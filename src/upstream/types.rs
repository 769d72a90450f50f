//! Platform wire types and error definitions.

use std::collections::BTreeMap;

use reqwest::StatusCode;
use serde::{Deserialize, Serialize};
use thiserror::Error;

pub const TAGS_GET: &str = "/cgi-bin/tags/get";
pub const MASS_SEND_ALL: &str = "/cgi-bin/message/mass/sendall";
pub const TAG_USERS_GET: &str = "/cgi-bin/user/tag/get";
pub const TEMPLATE_SEND: &str = "/cgi-bin/message/template/send";

/// Template keyword data: keyword name → field map (usually `{"value": ..}`).
pub type TemplateData = BTreeMap<String, BTreeMap<String, String>>;

/// Audience selector of a mass broadcast.
#[derive(Debug, Clone, PartialEq, Eq, Serialize, Deserialize)]
pub struct TagFilter {
    pub is_to_all: bool,
    pub tag_id: i64,
}

/// Handle of pre-uploaded rich content.
#[derive(Debug, Clone, PartialEq, Eq, Serialize, Deserialize)]
pub struct MediaReference {
    pub media_id: String,
}

/// Mass broadcast by tag. Decoded from the frontend and re-encoded unchanged.
#[derive(Debug, Clone, PartialEq, Eq, Serialize, Deserialize)]
pub struct BroadcastRequest {
    pub filter: TagFilter,
    pub mpnews: MediaReference,
    pub msgtype: String,
}

/// One page request of the tag member listing.
#[derive(Debug, Serialize)]
pub struct TagUsersQuery<'a> {
    pub tagid: u64,
    pub next_openid: &'a str,
}

/// One page of tag members. Empty pages omit `data` entirely.
#[derive(Debug, Default, Deserialize)]
pub struct TagUsersPage {
    #[serde(default)]
    pub count: u64,
    #[serde(default)]
    pub data: TagUsersData,
    #[serde(default)]
    pub next_openid: String,
}

#[derive(Debug, Default, Deserialize)]
pub struct TagUsersData {
    #[serde(default)]
    pub openid: Vec<String>,
}

/// Template message addressed to a single recipient.
#[derive(Debug, Serialize)]
pub struct TemplateMessage<'a> {
    pub touser: &'a str,
    pub template_id: &'a str,
    #[serde(skip_serializing_if = "Option::is_none")]
    pub url: Option<&'a str>,
    pub data: &'a TemplateData,
}

#[derive(Debug, Default, Deserialize)]
pub struct TemplateReceipt {
    #[serde(default)]
    pub msgid: Option<u64>,
}

/// Application-level status embedded in every platform reply.
#[derive(Debug, Deserialize)]
pub struct ApiReply<T> {
    #[serde(default)]
    pub errcode: i64,
    #[serde(default)]
    pub errmsg: String,
    #[serde(flatten)]
    pub body: T,
}

/// Status and capped body of an upstream reply.
#[derive(Debug, Clone)]
pub struct RawResponse {
    pub status: StatusCode,
    pub body: Vec<u8>,
}

impl RawResponse {
    pub fn text(&self) -> String {
        String::from_utf8_lossy(&self.body).into_owned()
    }
}

/// Errors that can occur while talking to the platform.
#[derive(Debug, Error)]
pub enum UpstreamError {
    #[error("invalid upstream url: {0}")]
    InvalidUrl(#[from] url::ParseError),

    #[error("failed to build http client: {0}")]
    Client(#[source] reqwest::Error),

    #[error("upstream call failed: {0}")]
    Transport(#[source] reqwest::Error),

    #[error("upstream returned status {status}")]
    Status { status: u16, body: String },

    #[error("upstream error: {code} {message}")]
    Api {
        code: i64,
        message: String,
        body: String,
    },

    #[error("upstream response exceeds {limit} bytes")]
    BodyTooLarge { limit: usize },

    #[error("malformed upstream response: {source}")]
    Decode {
        #[source]
        source: serde_json::Error,
        body: String,
    },
}

impl UpstreamError {
    /// Raw upstream body worth showing to the caller, if any.
    pub fn body(&self) -> Option<&str> {
        match self {
            UpstreamError::Status { body, .. }
            | UpstreamError::Api { body, .. }
            | UpstreamError::Decode { body, .. } => Some(body),
            _ => None,
        }
    }

    /// Short description recorded against a single failed delivery.
    pub fn delivery_detail(&self) -> String {
        match self {
            UpstreamError::Api { code, message, .. } => format!("{}:{}", code, message),
            UpstreamError::Transport(e) => e.to_string(),
            UpstreamError::Status { status, .. } => format!("http status {}", status),
            other => other.to_string(),
        }
    }
}

/// Result type for upstream operations.
pub type UpstreamResult<T> = Result<T, UpstreamError>;

#[cfg(test)]
mod tests {
    use super::*;
    use serde_json::json;

    #[test]
    fn test_page_without_data() {
        let reply: ApiReply<TagUsersPage> =
            serde_json::from_value(json!({"count": 0, "next_openid": ""})).unwrap();
        assert_eq!(reply.errcode, 0);
        assert!(reply.body.data.openid.is_empty());
    }

    #[test]
    fn test_error_reply_without_body_fields() {
        let reply: ApiReply<TagUsersPage> =
            serde_json::from_value(json!({"errcode": 40003, "errmsg": "invalid openid"})).unwrap();
        assert_eq!(reply.errcode, 40003);
        assert_eq!(reply.errmsg, "invalid openid");
        assert!(reply.body.next_openid.is_empty());
    }

    #[test]
    fn test_template_message_omits_missing_url() {
        let data = TemplateData::from([(
            "first".to_string(),
            BTreeMap::from([("value".to_string(), "hi".to_string())]),
        )]);
        let message = TemplateMessage {
            touser: "u1",
            template_id: "tpl",
            url: None,
            data: &data,
        };
        assert_eq!(
            serde_json::to_value(&message).unwrap(),
            json!({"touser": "u1", "template_id": "tpl", "data": {"first": {"value": "hi"}}})
        );
    }

    #[test]
    fn test_delivery_detail() {
        let err = UpstreamError::Api {
            code: 40003,
            message: "invalid openid".into(),
            body: String::new(),
        };
        assert_eq!(err.delivery_detail(), "40003:invalid openid");

        let err = UpstreamError::Status {
            status: 503,
            body: "busy".into(),
        };
        assert_eq!(err.delivery_detail(), "http status 503");
        assert_eq!(err.body(), Some("busy"));
    }
}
* * * *
What is asked for is an exact copy of the lines above from the one containing "pub enum UpstreamError" through the one containing "code, message, ..", and only those.

pub enum UpstreamError {
    #[error("invalid upstream url: {0}")]
    InvalidUrl(#[from] url::ParseError),

    #[error("failed to build http client: {0}")]
    Client(#[source] reqwest::Error),

    #[error("upstream call failed: {0}")]
    Transport(#[source] reqwest::Error),

    #[error("upstream returned status {status}")]
    Status { status: u16, body: String },

    #[error("upstream error: {code} {message}")]
    Api {
        code: i64,
        message: String,
        body: String,
    },

    #[error("upstream response exceeds {limit} bytes")]
    BodyTooLarge { limit: usize },

    #[error("malformed upstream response: {source}")]
    Decode {
        #[source]
        source: serde_json::Error,
        body: String,
    },
}

impl UpstreamError {
    /// Raw upstream body worth showing to the caller, if any.
    pub fn body(&self) -> Option<&str> {
        match self {
            UpstreamError::Status { body, .. }
            | UpstreamError::Api { body, .. }
            | UpstreamError::Decode { body, .. } => Some(body),
            _ => None,
        }
    }

    /// Short description recorded against a single failed delivery.
    pub fn delivery_detail(&self) -> String {
        match self {
            UpstreamError::Api { code, message, .. } => format!("{}:{}", code, message),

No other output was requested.